It must be said that mere name-calling is no form of argument, but it is really difficult to think of
Immigration Citizenship Minister Kevin Andrews without simultaneously thinking po-faced plonker. My reason for that today is noting the first batch of on-line so-called Citizenship Tests have started, at God knows what expense. The Plonker is apparently now admitting it is actually an English test but fails to explain why this level of English — not to mention computer skills — is necessary (albeit desirable) for someone to be a perfectly functional Australian citizen. I have ranted on this before, as some of you know, under the rubric of “Trivial Pursuit”: you can’t possibly be an Australian citizen unless you know the country’s floral emblem. Really? Seriously?

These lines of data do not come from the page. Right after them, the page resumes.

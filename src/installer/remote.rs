//! The installer's side of the management session
//!
//! Every remote call of an install goes through [`Remote`], which polls the
//! cancellation predicate right before the call and turns response
//! documents into lookups and creations.

use std::cell::Cell;

use super::context::InstallationContext;
use super::execute::{CreateResponse, Creation, Execute};
use super::stage::InstallStage;
use crate::domain::EntityCategory;
use crate::error::{self, Result};
use crate::management::{
    EntityPayload, EntitySummary, ManagementInvoker, ManagementRequest, ResponseDocument,
    ResponseStatus, Selector,
};

/// Entities of `category` matching `selector`
pub(crate) fn enumerate(
    invoker: &dyn ManagementInvoker,
    category: EntityCategory,
    selector: &Selector,
) -> Result<Vec<EntitySummary>> {
    let request = ManagementRequest::enumerate(category, selector.clone());
    let operation = request.operation.describe();
    tracing::debug!(message_id = %request.message_id, %operation, ?selector, "management request");

    let response = invoker.execute(&request)?;
    match (response.status, response.document) {
        (ResponseStatus::Success, ResponseDocument::NoResults) => Ok(Vec::new()),
        (ResponseStatus::Success, ResponseDocument::Entities(found)) => Ok(found),
        (ResponseStatus::Fault { reason }, _) => Err(error::management::fault(operation, reason)),
        (status, document) => Err(error::management::unexpected_response(
            operation,
            format!("{status:?} with {document:?}"),
        )),
    }
}

pub(crate) struct Remote<'a> {
    ctx: &'a InstallationContext<'a>,
    executor: &'a dyn Execute,
    stage: Cell<InstallStage>,
}

impl<'a> Remote<'a> {
    pub(crate) fn new(ctx: &'a InstallationContext<'a>, executor: &'a dyn Execute) -> Self {
        Self {
            ctx,
            executor,
            stage: Cell::new(InstallStage::Idle),
        }
    }

    pub(crate) fn ctx(&self) -> &'a InstallationContext<'a> {
        self.ctx
    }

    pub(crate) fn enter(&self, stage: InstallStage) {
        self.stage.set(stage);
    }

    pub(crate) fn stage(&self) -> InstallStage {
        self.stage.get()
    }

    pub(crate) fn is_dry_run(&self) -> bool {
        self.ctx.is_dry_run()
    }

    /// Whether `id` belongs to an entity a dry run only planned
    pub(crate) fn is_planned(&self, id: &str) -> bool {
        self.executor.is_planned(id)
    }

    fn checkpoint(&self) -> Result<()> {
        if self.ctx.is_cancelled() {
            let stage = self.stage();
            tracing::info!(%stage, "cancellation requested");
            return Err(error::install::cancelled(stage.describe()));
        }
        Ok(())
    }

    /// The first entity matching `selector`, if any
    ///
    /// Children of a planned folder cannot exist yet, so those lookups are
    /// answered without asking the target.
    pub(crate) fn find(
        &self,
        category: EntityCategory,
        selector: Selector,
    ) -> Result<Option<EntitySummary>> {
        if matches!(&selector, Selector::FolderChild { parent_id, .. } if self.is_planned(parent_id))
        {
            return Ok(None);
        }
        self.checkpoint()?;

        let mut found = enumerate(self.ctx.invoker(), category, &selector)?;
        if found.len() > 1 {
            tracing::warn!(%category, ?selector, matches = found.len(), "lookup is ambiguous, using the first match");
        }
        Ok((!found.is_empty()).then(|| found.swap_remove(0)))
    }

    /// First match of the first selector that matches anything
    pub(crate) fn find_any(
        &self,
        category: EntityCategory,
        selectors: impl IntoIterator<Item = Selector>,
    ) -> Result<Option<EntitySummary>> {
        for selector in selectors {
            if let Some(found) = self.find(category, selector)? {
                return Ok(Some(found));
            }
        }
        Ok(None)
    }

    /// Create `payload`, or reuse the entity a concurrent writer created first
    pub(crate) fn create(&self, payload: EntityPayload, label: &str) -> Result<Creation> {
        self.checkpoint()?;
        let category = payload.category();
        let creation = match self.executor.create(self.ctx.invoker(), payload, label)? {
            CreateResponse::Created(summary) => Creation::Created(summary),
            CreateResponse::Duplicate(key) => {
                tracing::debug!(%category, name = label, "create lost a race, looking up the winner");
                let found = self.find(category, key)?.ok_or_else(|| {
                    error::management::unexpected_response(
                        format!("create {category} '{label}'"),
                        "duplicate reported but no entity holds the key",
                    )
                })?;
                Creation::Existing(found)
            }
        };
        match &creation {
            Creation::Created(summary) => {
                tracing::info!(%category, name = label, id = %summary.id, dry_run = self.is_dry_run(), "created");
            }
            Creation::Existing(summary) => {
                tracing::debug!(%category, name = label, id = %summary.id, "reused after concurrent create");
            }
        }
        Ok(creation)
    }

    /// Stamp a created entity with the bundle's version comment
    ///
    /// Only cancellation is returned as an error; a failed update is logged.
    pub(crate) fn set_version_comment(
        &self,
        category: EntityCategory,
        id: &str,
        label: &str,
    ) -> Result<()> {
        self.checkpoint()?;
        let comment = self.ctx.bundle().version_comment();
        if let Err(e) =
            self.executor
                .set_version_comment(self.ctx.invoker(), category, id, &comment, label)
        {
            tracing::warn!(%category, name = label, error = %e, "failed to set version comment");
        }
        Ok(())
    }
}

I agree with Senator Allison:
And take note of this. This young Chinese man has more between his ears than the Plonker I suspect, and he is also honest and fair-minded. I take note of what he says about multiculturalism but would want to discuss it with him*, while agreeing with much that he says. I think like many he has misconstrued the idea somewhat:
What he does show in that video is that he does not need to sit for a Citizenship Test! He already has all the real understanding that anyone could ask of him, and more than many born here. His last point is spot on.
M would have failed back when he became an Australian citizen. I guarantee that. He may pass now. Meanwhile he has been a very successful and very productive Australian citizen for ten years. Go figure.
But we shouldn’t blame the Plonker entirely. The Garden Gnome is the real inspiration. Rarely has so much been spent by government with so little point or tangible outcome, except to demonstrate the discomfort people like The Gnome really have with diversity, with one qualification to that: the Book of Knowledge is rather good and should be freely available to all — in a range of languages.
* I would refer him, for example, to Pauline Webber’s Accent on otherness in the Weekend Australian. “Each speaks as one of us but with an accent that puts the emphasis in surprising places. Our cinema can only be the richer for the inclusion of such voices.”